外交上の孤立危機に立たされる日本 (Le Monde.fr より)


 

 

外交上の孤立危機に立たされる日本


2014年1月9日

 

植民地を拡大し、帝国主義だった頃の日本を思い起こさせる二人がいる。彼らは、それぞれのやり方と対照的な言い回しで、国内にはびこる払拭できない過去について語る。一人は、侵略戦争の史実を認め反省するべきだと主張し、平和主義を作品に具現化する、映画監督宮崎駿。もう一人は、過去のことは“弁明外交”で終わらせたい、首相安倍晋三。後者は、アジア広域支配を掲げた、あの軍国主義回帰をもくろんでいるかのようにも見える。



宮崎氏は、1941年日本が東・東南アジアの植民地支配に突き進んでいた第二次世界大戦の真っ只中に生まれた。1月22日に全国公開される新作「風立ちぬ」(=「Le vent se lève」ポール・ヴァレリーの詩の一節)は、ゼロ戦開発者の堀越二郎(1903年生ー1982年没)に焦点を当てた作品である。ゼロ戦は軍国主義のころの日本のシンボルともいえる存在。大日本帝国海軍の連合軍に対する特攻攻撃(Kamikazeが、この爆撃戦闘機を世界に知れ渡らせた。



しかし、主人公の人物描写は国家主義者たちに気に入られるものではなかった。それどころか、彼らに“裏切り者”の烙印を押されるような内容だった。“あの時代に、国家が破滅に向かう様子を見た、全ての若者に共通していた感情を描写したかった。”と宮崎氏は説く。Télérama(文芸雑誌)のインタビューに答えた映画監督は、平和憲法を改正しようとしている安倍氏の意欲を批判し、従軍慰安婦に対して日本政府は補償と謝罪をするべきだとしたうえで、日本の現状とあの時代の関連性に触れた。



誇りと強さ



「今の日本には、あの頃とそっくりな有害な空気が流れていて、二つの時代は驚くほど似ている。(中略)50年間、日本の人口は増加し同時に経済も発展した。それがここにきて全く逆の減少が起きている。人々が歩むべき方向性を見失い、人口は高齢化そして減少。政府は経済を成長させようと、めちゃくちゃなことをしている。堕落の予感が、柄の悪い愛国主義やら様々な悲観的思考を生んでいる。」



2006年から2007年の間の短い就任期間を経て、再度政権を率いるようになって1年以上がたち、安倍氏は自国が誇りと強さを取り戻すことを強く望んでいる。その欲求の影には、大国の座を取り戻し、海洋戦略(特に尖閣諸島(中国語読みはDiaoyuで日本を脅かしている中国がある。安倍氏はデフレからの脱却を最重要課題に位置づけた発起人であり、現在行われているアフリカ外遊や1月8,9日の外務・防衛両大臣によるパリ訪問などが示す通り、外交にもそれなりの活力を与えた。



米国の失望



しかし、1945年にA級戦犯として連合国軍に逮捕され、無罪放免となった後1950年に総理大臣になった岸信介の孫は、その祖父が生きた暗黒の時代を復活させようとしているように見える。2013年12月26日、彼は連合軍に処刑されたA級戦犯14名を含む兵士たちが奉られる靖国神社に参拝した。2006年以降、日本の首相のなかには誰一人として同様の参拝をした者はいない。神社に併設された遊就館という資料館では、ゼロ戦が参拝者を迎え入れる。そこでは、1930年から1940年までの侵略国日本が称揚されている。

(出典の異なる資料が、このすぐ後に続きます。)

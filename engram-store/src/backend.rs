//! Ordered byte-key/byte-value backend over redb.
//!
//! One table holds the whole keyspace; the key schema in [`crate::keys`]
//! namespaces it. The backend hands out transactional scopes (snapshot
//! reads, commit-or-discard writes), prefix/range cursors, and leased id
//! sequences, and runs a periodic compaction worker for persistent
//! databases. It never interprets keys.

use std::ops::Bound;
use std::path::Path;
use std::sync::atomic::{AtomicBool, Ordering};
use std::sync::mpsc::{self, RecvTimeoutError};
use std::sync::Arc;
use std::thread::JoinHandle;
use std::time::Duration;

use parking_lot::{Mutex, RwLock};
use redb::backends::InMemoryBackend;
use redb::{Database, ReadableTable, TableDefinition};

use engram_core::{Error, Result};

use crate::codec;

const KV_TABLE: TableDefinition<&[u8], &[u8]> = TableDefinition::new("engram_kv");

/// How often the compaction worker wakes.
const COMPACTION_INTERVAL: Duration = Duration::from_secs(5 * 60);

/// File name of the database inside the backend directory.
const DATABASE_FILE: &str = "engram.redb";

/// Iteration direction for prefix cursors.
#[derive(Debug, Clone, Copy, PartialEq, Eq)]
pub enum Direction {
    Forward,
    Reverse,
}

struct Compactor {
    stop: mpsc::Sender<()>,
    handle: JoinHandle<()>,
}

struct BackendInner {
    db: RwLock<Database>,
    closed: AtomicBool,
    compactor: Mutex<Option<Compactor>>,
}

/// Shared handle to one open database. Cloning is cheap; all clones refer to
/// the same underlying store and become unusable once any of them is closed.
#[derive(Clone)]
pub struct Backend {
    inner: Arc<BackendInner>,
}

impl std::fmt::Debug for Backend {
    fn fmt(&self, f: &mut std::fmt::Formatter<'_>) -> std::fmt::Result {
        f.debug_struct("Backend").finish_non_exhaustive()
    }
}

impl Backend {
    /// Open a database at `path`, or a purely in-memory one for tests.
    ///
    /// In persistent mode the path must be (or become) a directory; the
    /// database file lives inside it. Fails with an Io error when the path
    /// exists but is not a directory or cannot be created.
    pub fn open(path: impl AsRef<Path>, in_memory: bool) -> Result<Backend> {
        let db = if in_memory {
            Database::builder()
                .create_with_backend(InMemoryBackend::new())
                .map_err(Error::storage)?
        } else {
            let dir = path.as_ref();
            match std::fs::metadata(dir) {
                Ok(meta) if !meta.is_dir() => {
                    return Err(Error::Io(format!("{} is not a directory", dir.display())));
                }
                Ok(_) => {}
                Err(err) if err.kind() == std::io::ErrorKind::NotFound => {
                    std::fs::create_dir_all(dir)?;
                }
                Err(err) => return Err(err.into()),
            }
            Database::create(dir.join(DATABASE_FILE)).map_err(Error::storage)?
        };

        let backend = Backend {
            inner: Arc::new(BackendInner {
                db: RwLock::new(db),
                closed: AtomicBool::new(false),
                compactor: Mutex::new(None),
            }),
        };
        backend.ensure_table()?;

        if !in_memory {
            backend.start_compactor();
        }
        Ok(backend)
    }

    fn ensure_table(&self) -> Result<()> {
        let db = self.inner.db.read();
        let txn = db.begin_write().map_err(Error::storage)?;
        {
            let _ = txn.open_table(KV_TABLE).map_err(Error::storage)?;
        }
        txn.commit().map_err(Error::storage)?;
        Ok(())
    }

    /// Spawn the compaction worker: wake every five minutes, run compaction
    /// cycles in a loop while they report progress, exit on close.
    fn start_compactor(&self) {
        let (stop, wake) = mpsc::channel::<()>();
        let inner = Arc::clone(&self.inner);
        let handle = std::thread::spawn(move || loop {
            match wake.recv_timeout(COMPACTION_INTERVAL) {
                Ok(()) | Err(RecvTimeoutError::Disconnected) => {
                    tracing::info!(component = "backend", "stopping compaction worker");
                    return;
                }
                Err(RecvTimeoutError::Timeout) => loop {
                    let progressed = {
                        let mut db = inner.db.write();
                        match db.compact() {
                            Ok(progressed) => progressed,
                            Err(err) => {
                                tracing::warn!(
                                    component = "backend",
                                    error = %err,
                                    "compaction cycle failed"
                                );
                                false
                            }
                        }
                    };
                    if !progressed {
                        break;
                    }
                    tracing::debug!(component = "backend", "compaction cycle completed");
                },
            }
        });
        *self.inner.compactor.lock() = Some(Compactor { stop, handle });
    }

    /// Close the backend. Idempotent. Signals the compaction worker and
    /// waits for it to exit; all later operations fail with Closed.
    pub fn close(&self) {
        if self.inner.closed.swap(true, Ordering::SeqCst) {
            return;
        }
        let compactor = self.inner.compactor.lock().take();
        if let Some(compactor) = compactor {
            let _ = compactor.stop.send(());
            let _ = compactor.handle.join();
        }
    }

    /// Whether this backend has been closed.
    pub fn is_closed(&self) -> bool {
        self.inner.closed.load(Ordering::SeqCst)
    }

    fn guard_open(&self) -> Result<()> {
        if self.is_closed() {
            Err(Error::Closed)
        } else {
            Ok(())
        }
    }

    /// Run `f` inside a read-only scope with snapshot isolation.
    pub fn with_read<R>(&self, f: impl FnOnce(&ReadScope) -> Result<R>) -> Result<R> {
        self.guard_open()?;
        let db = self.inner.db.read();
        let txn = db.begin_read().map_err(Error::storage)?;
        let table = txn.open_table(KV_TABLE).map_err(Error::storage)?;
        f(&ReadScope { _txn: txn, table })
    }

    /// Run `f` inside a read-write scope. Commits only when `f` returns Ok;
    /// any error discards every write made in the scope.
    pub fn with_write<R>(&self, f: impl FnOnce(&mut WriteScope<'_>) -> Result<R>) -> Result<R> {
        self.guard_open()?;
        let db = self.inner.db.read();
        let txn = db.begin_write().map_err(Error::storage)?;
        let result = {
            let table = txn.open_table(KV_TABLE).map_err(Error::storage)?;
            let mut scope = WriteScope { table };
            f(&mut scope)
        };
        match result {
            Ok(value) => {
                txn.commit().map_err(Error::storage)?;
                Ok(value)
            }
            Err(err) => {
                let _ = txn.abort();
                Err(err)
            }
        }
    }

    /// Obtain a named monotonic sequence. `bandwidth` controls how many ids
    /// are leased per transaction; it must be at least 1.
    pub fn sequence(&self, name: &[u8], bandwidth: u64) -> Result<Sequence> {
        self.guard_open()?;
        if bandwidth < 1 {
            return Err(Error::validation("sequence bandwidth must be at least 1"));
        }
        Ok(Sequence {
            backend: self.clone(),
            key: name.to_vec(),
            bandwidth,
            next: 0,
            leased: 0,
        })
    }
}

/// A named monotonic counter stored at its name key.
///
/// Draws are leased in ranges of `bandwidth` so most calls to [`next`]
/// avoid a write transaction. [`release`] returns the unused remainder of
/// the current lease so ids are not burned across restarts.
///
/// [`next`]: Sequence::next
/// [`release`]: Sequence::release
pub struct Sequence {
    backend: Backend,
    key: Vec<u8>,
    bandwidth: u64,
    next: u64,
    leased: u64,
}

impl Sequence {
    /// The next value. Strictly increasing across the life of the database.
    pub fn next(&mut self) -> Result<u64> {
        if self.next >= self.leased {
            self.lease()?;
        }
        let value = self.next;
        self.next += 1;
        Ok(value)
    }

    fn lease(&mut self) -> Result<()> {
        let key = self.key.clone();
        let bandwidth = self.bandwidth;
        let start = self.backend.with_write(|scope| {
            let current = match scope.get(&key)? {
                Some(raw) => codec::decode_u64(&raw)?,
                None => 0,
            };
            scope.set(&key, &codec::encode_u64(current + bandwidth))?;
            Ok(current)
        })?;
        self.next = start;
        self.leased = start + bandwidth;
        Ok(())
    }

    /// Return the unused part of the current lease. Idempotent; safe to call
    /// again after a release.
    pub fn release(&mut self) -> Result<()> {
        if self.next >= self.leased {
            return Ok(());
        }
        let key = self.key.clone();
        let next = self.next;
        self.backend
            .with_write(|scope| scope.set(&key, &codec::encode_u64(next)))?;
        self.leased = next;
        Ok(())
    }
}

/// Snapshot-isolated read scope.
pub struct ReadScope {
    _txn: redb::ReadTransaction,
    table: redb::ReadOnlyTable<&'static [u8], &'static [u8]>,
}

impl ReadScope {
    pub fn get(&self, key: &[u8]) -> Result<Option<Vec<u8>>> {
        Ok(self
            .table
            .get(key)
            .map_err(Error::storage)?
            .map(|guard| guard.value().to_vec()))
    }

    /// Cursor over all keys starting with `prefix`, in the given direction.
    pub fn iter_prefix(&self, prefix: &[u8], direction: Direction) -> Result<KvIter<'_>> {
        prefix_iter(&self.table, prefix, direction)
    }

    /// Cursor over `[start, end)`, ascending.
    pub fn range(&self, start: &[u8], end: &[u8]) -> Result<KvIter<'_>> {
        range_iter(
            &self.table,
            Bound::Included(start),
            Bound::Excluded(end),
            Direction::Forward,
        )
    }

    /// Cursor over `[start, end]`, descending from `end`.
    pub fn range_rev_inclusive(&self, start: &[u8], end: &[u8]) -> Result<KvIter<'_>> {
        range_iter(
            &self.table,
            Bound::Included(start),
            Bound::Included(end),
            Direction::Reverse,
        )
    }
}

/// Read-write scope. Reads observe the scope's own writes.
pub struct WriteScope<'txn> {
    table: redb::Table<'txn, &'static [u8], &'static [u8]>,
}

impl WriteScope<'_> {
    pub fn get(&self, key: &[u8]) -> Result<Option<Vec<u8>>> {
        Ok(self
            .table
            .get(key)
            .map_err(Error::storage)?
            .map(|guard| guard.value().to_vec()))
    }

    pub fn set(&mut self, key: &[u8], value: &[u8]) -> Result<()> {
        self.table.insert(key, value).map_err(Error::storage)?;
        Ok(())
    }

    pub fn delete(&mut self, key: &[u8]) -> Result<()> {
        self.table.remove(key).map_err(Error::storage)?;
        Ok(())
    }

    /// Cursor over all keys starting with `prefix`, in the given direction.
    pub fn iter_prefix(&self, prefix: &[u8], direction: Direction) -> Result<KvIter<'_>> {
        prefix_iter(&self.table, prefix, direction)
    }
}

/// Lazy cursor over a key range. Resources are released on drop.
pub struct KvIter<'i> {
    inner: redb::Range<'i, &'static [u8], &'static [u8]>,
    direction: Direction,
}

impl Iterator for KvIter<'_> {
    type Item = Result<(Vec<u8>, Vec<u8>)>;

    fn next(&mut self) -> Option<Self::Item> {
        let entry = match self.direction {
            Direction::Forward => self.inner.next()?,
            Direction::Reverse => self.inner.next_back()?,
        };
        Some(
            entry
                .map(|(key, value)| (key.value().to_vec(), value.value().to_vec()))
                .map_err(Error::storage),
        )
    }
}

fn prefix_iter<'t, T>(table: &'t T, prefix: &[u8], direction: Direction) -> Result<KvIter<'t>>
where
    T: ReadableTable<&'static [u8], &'static [u8]>,
{
    let upper = prefix_end(prefix);
    let upper_bound = match &upper {
        Some(end) => Bound::Excluded(end.as_slice()),
        None => Bound::Unbounded,
    };
    range_iter(table, Bound::Included(prefix), upper_bound, direction)
}

fn range_iter<'t, T>(
    table: &'t T,
    lower: Bound<&[u8]>,
    upper: Bound<&[u8]>,
    direction: Direction,
) -> Result<KvIter<'t>>
where
    T: ReadableTable<&'static [u8], &'static [u8]>,
{
    let inner = table
        .range::<&[u8]>((lower, upper))
        .map_err(Error::storage)?;
    Ok(KvIter { inner, direction })
}

/// The smallest key strictly greater than every key with `prefix`, or None
/// when the prefix is empty or all 0xFF.
fn prefix_end(prefix: &[u8]) -> Option<Vec<u8>> {
    let mut end = prefix.to_vec();
    while let Some(last) = end.last_mut() {
        if *last == u8::MAX {
            end.pop();
        } else {
            *last += 1;
            return Some(end);
        }
    }
    None
}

中国と韓国の両隣国が予想通りの反応を示した一方で、米国は今回始めて失望を表明した。2001年から2006年まで政権を率いていた小泉純一郎の度重なる参拝を、米国が批判したことは一度もなかった。しかし、その頃と今では状況が違う。例え地域の主要国に、大規模な武力行使をする様子が見られないとしても、尖閣諸島周辺の緊張は高まるばかりであり、日本と近隣国の対話不足は地域の安全やリスク回避を害するに他ならない。中国に安倍氏を歓迎する気はない。それどころか、外務省の泰剛報道官が“東方のナチス”と発言するなど、中国は日本が戦犯としての責任を放棄しようとしていることを非難している。



参拝後、安倍氏は「御英霊に二度と戦争の惨禍に人々が苦しむことのない時代を創るとの決意を込めて不戦の誓いをいたしました。」と述べた。それらの言葉を理解してもらうためには、近隣国に嫌悪感を抱かせる象徴的な存在とは決別すべきである。靖国を利用しながら理解を求めるのでは、挑発と受け取られるばかりで孤立を際立たせるだけである。